Work order:
Could every line of the data be copied out once more, exactly?

*** Entries provided

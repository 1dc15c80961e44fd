//! Authentication module — JWT issued at login, checked on every mutation
//!
//! Provides:
//! - JWT token encoding/decoding (`jwt` submodule)
//! - Session cookie helpers (`cookie` submodule)
//! - `require_auth` middleware and the `AuthUser` extractor

pub mod cookie;
pub mod extractor;
pub mod jwt;
pub mod middleware;

pub use extractor::AuthUser;
pub use middleware::require_auth;
//! Login / logout handlers

use super::handlers::{AppError, CatalogState};
use crate::auth::cookie::{build_clear_cookie, build_token_cookie};
use crate::auth::jwt::encode_jwt;
use axum::{
    extract::{rejection::JsonRejection, State},
    http::{header, HeaderMap},
    Json,
};
use serde::{Deserialize, Serialize};

/// Body of `POST /api/auth/login`
#[derive(Debug, Deserialize)]
pub struct LoginRequest {
    #[serde(default)]
    pub username: Option<String>,
    #[serde(default)]
    pub password: Option<String>,
}

/// Successful login
#[derive(Debug, Serialize)]
pub struct LoginResponse {
    pub message: String,
    pub username: String,
    /// Same JWT as in the cookie, for non-browser clients
    pub token: String,
}

/// POST /api/auth/login — username/password authentication.
///
/// Flow:
/// 1. Check that auth is configured
/// 2. Reject missing fields (400)
/// 3. Verify the password with bcrypt (401 on mismatch, without saying which part was wrong)
/// 4. Return the JWT in the body and as the `token` cookie
pub async fn login(
    State(state): State<CatalogState>,
    payload: Result<Json<LoginRequest>, JsonRejection>,
) -> Result<(HeaderMap, Json<LoginResponse>), AppError> {
    let auth_config = state
        .auth_config
        .as_ref()
        .ok_or_else(|| AppError::Forbidden("Authentication not configured".to_string()))?;

    let Json(req) = payload?;
    let (username, password) = match (req.username, req.password) {
        (Some(u), Some(p)) if !u.is_empty() && !p.is_empty() => (u, p),
        _ => {
            return Err(AppError::BadRequest(
                "Username and password are required".to_string(),
            ))
        }
    };

    if !auth_config.verify_credentials(&username, &password) {
        tracing::debug!(username = %username, "Login rejected");
        return Err(AppError::Unauthorized("Invalid credentials".to_string()));
    }

    let token = encode_jwt(
        &username,
        &auth_config.jwt_secret,
        auth_config.jwt_expiry_secs,
    )
    .map_err(AppError::Internal)?;

    let mut headers = HeaderMap::new();
    if let Some(cookie) = build_token_cookie(
        &token,
        auth_config.jwt_expiry_secs,
        auth_config.secure_cookies,
    ) {
        headers.insert(header::SET_COOKIE, cookie);
    }

    tracing::info!(username = %username, "Login successful");
    Ok((
        headers,
        Json(LoginResponse {
            message: "Login successful".to_string(),
            username,
            token,
        }),
    ))
}

/// POST /api/auth/logout — clears the session cookie.
pub async fn logout(State(state): State<CatalogState>) -> (HeaderMap, Json<serde_json::Value>) {
    let secure = state
        .auth_config
        .as_ref()
        .is_some_and(|c| c.secure_cookies);

    let mut headers = HeaderMap::new();
    headers.insert(header::SET_COOKIE, build_clear_cookie(secure));

    (
        headers,
        Json(serde_json::json!({ "message": "Logged out" })),
    )
}
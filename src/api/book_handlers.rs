//! Book CRUD handlers
//!
//! All routes here sit behind `require_auth`. Mutations go through
//! `BookManager`, which publishes on success; the HTTP result never depends on
//! whether anyone was listening.

use super::handlers::{AppError, CatalogState};
use crate::auth::AuthUser;
use crate::books::{Book, BookStats, CreateBookRequest, UpdateBookRequest};
use crate::events::BookEvent;
use axum::{
    extract::{rejection::JsonRejection, Path, State},
    http::StatusCode,
    Json,
};
use serde::Serialize;

/// Plain `{"message": ...}` response
#[derive(Serialize)]
pub struct MessageResponse {
    pub message: String,
}

/// List all books
pub async fn list_books(
    State(state): State<CatalogState>,
    _user: AuthUser,
) -> Result<Json<Vec<Book>>, AppError> {
    Ok(Json(state.books.list_books().await?))
}

/// Catalog summary for the reports view
pub async fn book_stats(
    State(state): State<CatalogState>,
    _user: AuthUser,
) -> Result<Json<BookStats>, AppError> {
    Ok(Json(state.books.stats().await?))
}

/// Get one book
pub async fn get_book(
    State(state): State<CatalogState>,
    _user: AuthUser,
    Path(id): Path<String>,
) -> Result<Json<Book>, AppError> {
    Ok(Json(state.books.get_book(&id).await?))
}

/// Create a book → 201, announces `book-created`
pub async fn create_book(
    State(state): State<CatalogState>,
    user: AuthUser,
    payload: Result<Json<CreateBookRequest>, JsonRejection>,
) -> Result<(StatusCode, Json<Book>), AppError> {
    let Json(req) = payload?;
    let book = state.books.create_book(req).await?;
    tracing::debug!(user = %user.username, book_id = %book.id, "create_book");
    Ok((StatusCode::CREATED, Json(book)))
}

/// Update a book → 200, announces `book-updated`
pub async fn update_book(
    State(state): State<CatalogState>,
    user: AuthUser,
    Path(id): Path<String>,
    payload: Result<Json<UpdateBookRequest>, JsonRejection>,
) -> Result<Json<Book>, AppError> {
    let Json(req) = payload?;
    let book = state.books.update_book(&id, req).await?;
    tracing::debug!(user = %user.username, book_id = %book.id, "update_book");
    Ok(Json(book))
}

/// Delete a book → 200, announces `book-deleted`
pub async fn delete_book(
    State(state): State<CatalogState>,
    user: AuthUser,
    Path(id): Path<String>,
) -> Result<Json<MessageResponse>, AppError> {
    state.books.delete_book(&id).await?;
    tracing::debug!(user = %user.username, book_id = %id, "delete_book");
    Ok(Json(MessageResponse {
        message: "Book deleted successfully".to_string(),
    }))
}

/// Remove every book (test support). Not announced.
pub async fn reset_books(
    State(state): State<CatalogState>,
    user: AuthUser,
) -> Result<Json<MessageResponse>, AppError> {
    state.books.clear_books().await?;
    tracing::info!(user = %user.username, "Catalog reset");
    Ok(Json(MessageResponse {
        message: "All books cleared".to_string(),
    }))
}

/// Response of `POST /api/events`
#[derive(Serialize)]
pub struct EmitResponse {
    pub success: bool,
    pub event: String,
    pub delivered: usize,
}

/// Publish a caller-supplied wire event to every subscriber
pub async fn emit_event(
    State(state): State<CatalogState>,
    user: AuthUser,
    payload: Result<Json<BookEvent>, JsonRejection>,
) -> Result<Json<EmitResponse>, AppError> {
    let Json(event) = payload?;
    let kind = event.kind();
    let report = state.event_bus.publish(event);
    for failure in &report.failures {
        tracing::warn!(event = %kind, "Delivery failed: {}", failure);
    }
    tracing::info!(
        user = %user.username,
        event = %kind,
        delivered = report.delivered,
        "Relayed external event"
    );

    Ok(Json(EmitResponse {
        success: true,
        event: kind.wire_name().to_string(),
        delivered: report.delivered,
    }))
}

******

Solution for this problem:
repository 1dc15c80961e44fd
//! Authentication module — JWT issued at login, checked on every mutation
//!
//! Provides:
//! - JWT token encoding/decoding (`jwt` submodule)
//! - Session cookie helpers (`cookie` submodule)
//! - `require_auth` middleware and the `AuthUser` extractor

pub mod cookie;
pub mod extractor;
pub mod jwt;
pub mod middleware;

pub use extractor::AuthUser;
pub use middleware::require_auth;
//! Login / logout handlers

use super::handlers::{AppError, CatalogState};
use crate::auth::cookie::{build_clear_cookie, build_token_cookie};
use crate::auth::jwt::encode_jwt;
use axum::{
    extract::{rejection::JsonRejection, State},
    http::{header, HeaderMap},
    Json,
};
use serde::{Deserialize, Serialize};

/// Body of `POST /api/auth/login`
#[derive(Debug, Deserialize)]
pub struct LoginRequest {
    #[serde(default)]
    pub username: Option<String>,
    #[serde(default)]
    pub password: Option<String>,
}

/// Successful login
#[derive(Debug, Serialize)]
pub struct LoginResponse {
    pub message: String,
    pub username: String,
    /// Same JWT as in the cookie, for non-browser clients
    pub token: String,
}

/// POST /api/auth/login — username/password authentication.
///
/// Flow:
/// 1. Check that auth is configured
/// 2. Reject missing fields (400)
/// 3. Verify the password with bcrypt (401 on mismatch, without saying which part was wrong)
/// 4. Return the JWT in the body and as the `token` cookie
pub async fn login(
    State(state): State<CatalogState>,
    payload: Result<Json<LoginRequest>, JsonRejection>,
) -> Result<(HeaderMap, Json<LoginResponse>), AppError> {
    let auth_config = state
        .auth_config
        .as_ref()
        .ok_or_else(|| AppError::Forbidden("Authentication not configured".to_string()))?;

    let Json(req) = payload?;
    let (username, password) = match (req.username, req.password) {
        (Some(u), Some(p)) if !u.is_empty() && !p.is_empty() => (u, p),
        _ => {
            return Err(AppError::BadRequest(
                "Username and password are required".to_string(),
            ))
        }
    };

    if !auth_config.verify_credentials(&username, &password) {
        tracing::debug!(username = %username, "Login rejected");
        return Err(AppError::Unauthorized("Invalid credentials".to_string()));
    }

    let token = encode_jwt(
        &username,
        &auth_config.jwt_secret,
        auth_config.jwt_expiry_secs,
    )
    .map_err(AppError::Internal)?;

    let mut headers = HeaderMap::new();
    if let Some(cookie) = build_token_cookie(
        &token,
        auth_config.jwt_expiry_secs,
        auth_config.secure_cookies,
    ) {
        headers.insert(header::SET_COOKIE, cookie);
    }

    tracing::info!(username = %username, "Login successful");
    Ok((
        headers,
        Json(LoginResponse {
            message: "Login successful".to_string(),
            username,
            token,
        }),
    ))
}

/// POST /api/auth/logout — clears the session cookie.
pub async fn logout(State(state): State<CatalogState>) -> (HeaderMap, Json<serde_json::Value>) {
    let secure = state
        .auth_config
        .as_ref()
        .is_some_and(|c| c.secure_cookies);

    let mut headers = HeaderMap::new();
    headers.insert(header::SET_COOKIE, build_clear_cookie(secure));

    (
        headers,
        Json(serde_json::json!({ "message": "Logged out" })),
    )
}
filename src/api/book_handlers.rs
//! Book CRUD handlers
//!
//! All routes here sit behind `require_auth`. Mutations go through
//! `BookManager`, which publishes on success; the HTTP result never depends on
//! whether anyone was listening.

use super::handlers::{AppError, CatalogState};
use crate::auth::AuthUser;
use crate::books::{Book, BookStats, CreateBookRequest, UpdateBookRequest};
use crate::events::BookEvent;
use axum::{
    extract::{rejection::JsonRejection, Path, State},
    http::StatusCode,
    Json,
};
use serde::Serialize;

/// Plain `{"message": ...}` response
#[derive(Serialize)]
pub struct MessageResponse {
    pub message: String,
}

/// List all books
pub async fn list_books(
    State(state): State<CatalogState>,
    _user: AuthUser,
) -> Result<Json<Vec<Book>>, AppError> {
    Ok(Json(state.books.list_books().await?))
}

/// Catalog summary for the reports view
pub async fn book_stats(
    State(state): State<CatalogState>,
    _user: AuthUser,
) -> Result<Json<BookStats>, AppError> {
    Ok(Json(state.books.stats().await?))
}

/// Get one book
pub async fn get_book(
    State(state): State<CatalogState>,
    _user: AuthUser,
    Path(id): Path<String>,
) -> Result<Json<Book>, AppError> {
    Ok(Json(state.books.get_book(&id).await?))
}

/// Create a book → 201, announces `book-created`
pub async fn create_book(
    State(state): State<CatalogState>,
    user: AuthUser,
    payload: Result<Json<CreateBookRequest>, JsonRejection>,
) -> Result<(StatusCode, Json<Book>), AppError> {
    let Json(req) = payload?;
    let book = state.books.create_book(req).await?;
    tracing::debug!(user = %user.username, book_id = %book.id, "create_book");
    Ok((StatusCode::CREATED, Json(book)))
}

/// Update a book → 200, announces `book-updated`
pub async fn update_book(
    State(state): State<CatalogState>,
    user: AuthUser,
    Path(id): Path<String>,
    payload: Result<Json<UpdateBookRequest>, JsonRejection>,
) -> Result<Json<Book>, AppError> {
    let Json(req) = payload?;
    let book = state.books.update_book(&id, req).await?;
    tracing::debug!(user = %user.username, book_id = %book.id, "update_book");
    Ok(Json(book))
}

/// Delete a book → 200, announces `book-deleted`
pub async fn delete_book(
    State(state): State<CatalogState>,
    user: AuthUser,
    Path(id): Path<String>,
) -> Result<Json<MessageResponse>, AppError> {
    state.books.delete_book(&id).await?;
    tracing::debug!(user = %user.username, book_id = %id, "delete_book");
    Ok(Json(MessageResponse {
        message: "Book deleted successfully".to_string(),
    }))
}

/// Remove every book (test support). Not announced.
pub async fn reset_books(
    State(state): State<CatalogState>,
    user: AuthUser,
) -> Result<Json<MessageResponse>, AppError> {
    state.books.clear_books().await?;
    tracing::info!(user = %user.username, "Catalog reset");
    Ok(Json(MessageResponse {
        message: "All books cleared".to_string(),
    }))
}

/// Response of `POST /api/events`
#[derive(Serialize)]
pub struct EmitResponse {
    pub success: bool,
    pub event: String,
    pub delivered: usize,
}

/// Publish a caller-supplied wire event to every subscriber
pub async fn emit_event(
    State(state): State<CatalogState>,
    user: AuthUser,
    payload: Result<Json<BookEvent>, JsonRejection>,
) -> Result<Json<EmitResponse>, AppError> {
    let Json(event) = payload?;
    let kind = event.kind();
    let report = state.event_bus.publish(event);
    for failure in &report.failures {
        tracing::warn!(event = %kind, "Delivery failed: {}", failure);
    }
    tracing::info!(
        user = %user.username,
        event = %kind,
        delivered = report.delivered,
        "Relayed external event"
    );

    Ok(Json(EmitResponse {
        success: true,
        event: kind.wire_name().to_string(),
        delivered: report.delivered,
    }))
}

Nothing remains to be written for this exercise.